Öz
İhtilaf tabii, fıtrî bir olgudur. İnsanın olduğu yerde tarih boyunca farklı görüş ve anlayışlar hep var olmuştur. Fıkhî ihtilafları değerlendirirken de bu gerçekliği dikkate almak gerekir. İslam hukuk tarihi boyunca naslara ve icmâya aykırı olan, İslam’ın genel ilke ve prensipleriyle ters düşen ihtilaflar tasvip edilmemiştir. İçtihada açık olan konularda liyakat sahibi fakihlerce usulüne uygun şekilde yapılan içtihatlar ve bunun sonucu ortaya çıkan ihtilaflar ise bir rahmet sebebi olarak değerlendirilmiştir. Sahâbe ve sonraki dönemlerde İslam hukukçuları birçok meselede ihtilaf etmişlerdir. Bu durum, bazı marjinal görüşler dışında, bir fitne sebebi olarak görülmemiştir.
İlk dönemlerde daha anlayışla karşılanan ve düşüncede zenginlik kabul edilen ihtilaf-lar, hicrî 2. asırdan sonra eleştirilmeye ve meşrûiyeti sorgulanmaya başlamıştır. İhtilafı yasaklayan bazı âyetlerin genel hükümleri de buna dayanak olarak gösterilmiştir.
Hz. Peygamberin sağlığında iken sahâbe arasında yaşanan bazı ihtilaflar, Allah’ın elçisi tarafından çözüme kavuşturulmuştur. Bu dönemde gerçek anlamıyla bir ihtilaf-tan söz edilemez. Hz. Peygamberin vefatıyla birlikte vahiy kesildiği ve ihtilafların çözüm mercii kalmadığından, ciddi anlamda ilk ihtilafların baş gösterdiğini söyleyebiliriz. İlgili nas veya hükme ulaşmamış olmak, hadisin sağlam bir kaynaktan ulaşmamış olması, farklı anlayışlar, farklı yorumlamalar, unutma ve yanılmalar, sahabe döneminin başlıca ihtilaf sebepleri olarak zikredilebilir.

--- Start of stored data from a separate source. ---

//! Column projection.

use quarry_common::{QuarryError, QuarryResult};

use super::{load_failed, not_positioned_error, BatchIterator, IteratorState, LoadFuture};
use crate::row::{OwnedRow, Row};
use crate::value::Value;

/// Emits the selected source columns, in the given order.
pub struct ProjectingBatchIterator<B> {
    source: B,
    columns: Vec<usize>,
    slot: OwnedRow,
    positioned: bool,
    state: IteratorState,
}

impl<B: BatchIterator> ProjectingBatchIterator<B> {
    /// Wraps `source`, keeping `columns`.
    pub fn new(source: B, columns: Vec<usize>) -> Self {
        Self {
            source,
            columns,
            slot: OwnedRow::default(),
            positioned: false,
            state: IteratorState::new(),
        }
    }
}

impl<B: BatchIterator> BatchIterator for ProjectingBatchIterator<B> {
    fn move_next(&mut self) -> QuarryResult<bool> {
        self.state.ensure_open()?;
        self.positioned = false;
        if !self.source.move_next()? {
            return Ok(false);
        }
        let row = self.source.current_element()?;
        let values: Vec<Value> = self
            .columns
            .iter()
            .map(|&i| {
                row.get(i).cloned().ok_or_else(|| {
                    QuarryError::invalid_argument(format!(
                        "column {} out of bounds for row with {} columns",
                        i,
                        row.num_columns()
                    ))
                })
            })
            .collect::<QuarryResult<_>>()?;
        self.slot = OwnedRow::new(values);
        self.positioned = true;
        Ok(true)
    }

    fn current_element(&self) -> QuarryResult<&dyn Row> {
        if !self.positioned {
            return Err(not_positioned_error());
        }
        Ok(&self.slot)
    }

    fn move_to_start(&mut self) -> QuarryResult<()> {
        self.state.ensure_open()?;
        self.positioned = false;
        self.source.move_to_start()
    }

    fn all_loaded(&self) -> bool {
        self.source.all_loaded()
    }

    fn load_next_batch(&mut self) -> LoadFuture {
        match self.state.ensure_open() {
            Ok(()) => self.source.load_next_batch(),
            Err(e) => load_failed(e),
        }
    }

    fn close(&mut self) {
        if self.state.close() {
            self.positioned = false;
            self.source.close();
        }
    }

    fn kill(&mut self, cause: QuarryError) {
        if self.state.kill(cause.clone()) {
            self.positioned = false;
            self.source.kill(cause);
        }
    }

    fn size_hint(&self) -> Option<usize> {
        self.source.size_hint()
    }
}

#[cfg(test)]
mod tests {
    use super::*;
    use crate::batch::InMemoryBatchIterator;
    use crate::testing::{rows_of, BatchIteratorTester};

    #[tokio::test]
    async fn test_projection_contract() {
        let source = rows_of(&[&[1, 10, 100], &[2, 20, 200]]);
        let expected = rows_of(&[&[100, 1], &[200, 2]]);
        BatchIteratorTester::new(move || {
            Box::new(ProjectingBatchIterator::new(
                InMemoryBatchIterator::from_values(source.clone()),
                vec![2, 0],
            ))
        })
        .verify_result_and_edge_case_behaviour(&expected)
        .await;
    }

    #[test]
    fn test_out_of_bounds_column() {
        let mut it = ProjectingBatchIterator::new(
            InMemoryBatchIterator::from_values(rows_of(&[&[1]])),
            vec![3],
        );
        assert!(matches!(
            it.move_next(),
            Err(QuarryError::InvalidArgument { .. })
        ));
    }
}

Tabiîn dönemde ortaya çıkan ihtilaflar daha çok mekân ve bölgeye dayalı ithilâflardır. Sözün hakikat veya mecazî anlamda kullanılması, hadisin bilinip bilinmemesi, hadisin sıhhati, içtihat bilgi ve usûlünün farklılığı ve sosyal çevre başlıca ihtilaf sebepleri arasındadır. Fetihlerle birlikte ortaya çıkan yeni kültür ve anlayışlar, re’y ve hadis ekollerinin etkisi, delile, dil ve coğrafyaya bağlı ihtilaflar da tâbiînin döneminde yaşanan ihtilafların sebepleri arasındadır.
Hicrî ikinci yüzyılın başlangıcından dördüncü yüzyılın ortalarına kadar devam eden müçtehit imamlar döneminde, İslam ülkesinin sınırları İspanya ve Çin’e kadar ulaşmış, sosyal ve kültürel hareketlilik artmıştır. Kur’an ve Sünnete ilişkin kapsamlı yorumlar, sahâbe ve tâbiîn fakihlerinin içtihatlarından oluşan zengin birikim, İslam fıkhının sistemleştirilmesinde güçlü bir veri oluşturmuştur. Tâbiîn döneminde temel eğilimler etrafında bir ekolleşme yaşanırken, bu dönemde söz konusu ekoller içinden “mezhep” adıyla şahıs merkezli yeni bir hukukî yapılanma ortaya çıkmıştır.
Hicrî dördüncü asrın ikinci yarısından Bağdat’ın Moğollar tarafından ele geçirilmesine kadar devam eden süreyi kapsayan “mezhep ve literatür merkezli gelişme dönemi”ne taklit olgusu damgasını vurmuştur. Bu dönemde mutlak içtihat faaliyetleri giderek azalmış, belli bir mezhebe ve önceki içtihatlara sıkı sıkıya bağlı kalma ön plana çıkmış-tır. Bu dönem, aynı zamanda fıkhın kavram, teori ve usûl bağlamında olgunlaştığı ve gelenek halinde kökleştiği bir dönemdir. Bu yüzden “istikrar dönemi” veya “kurumsallaşma dönemi” diyenler de vardır. Bu dönemde mutlak içtihat devri sona erdiğinden, her mezhebin mensupları kendi imamlarına bağlanmıştır.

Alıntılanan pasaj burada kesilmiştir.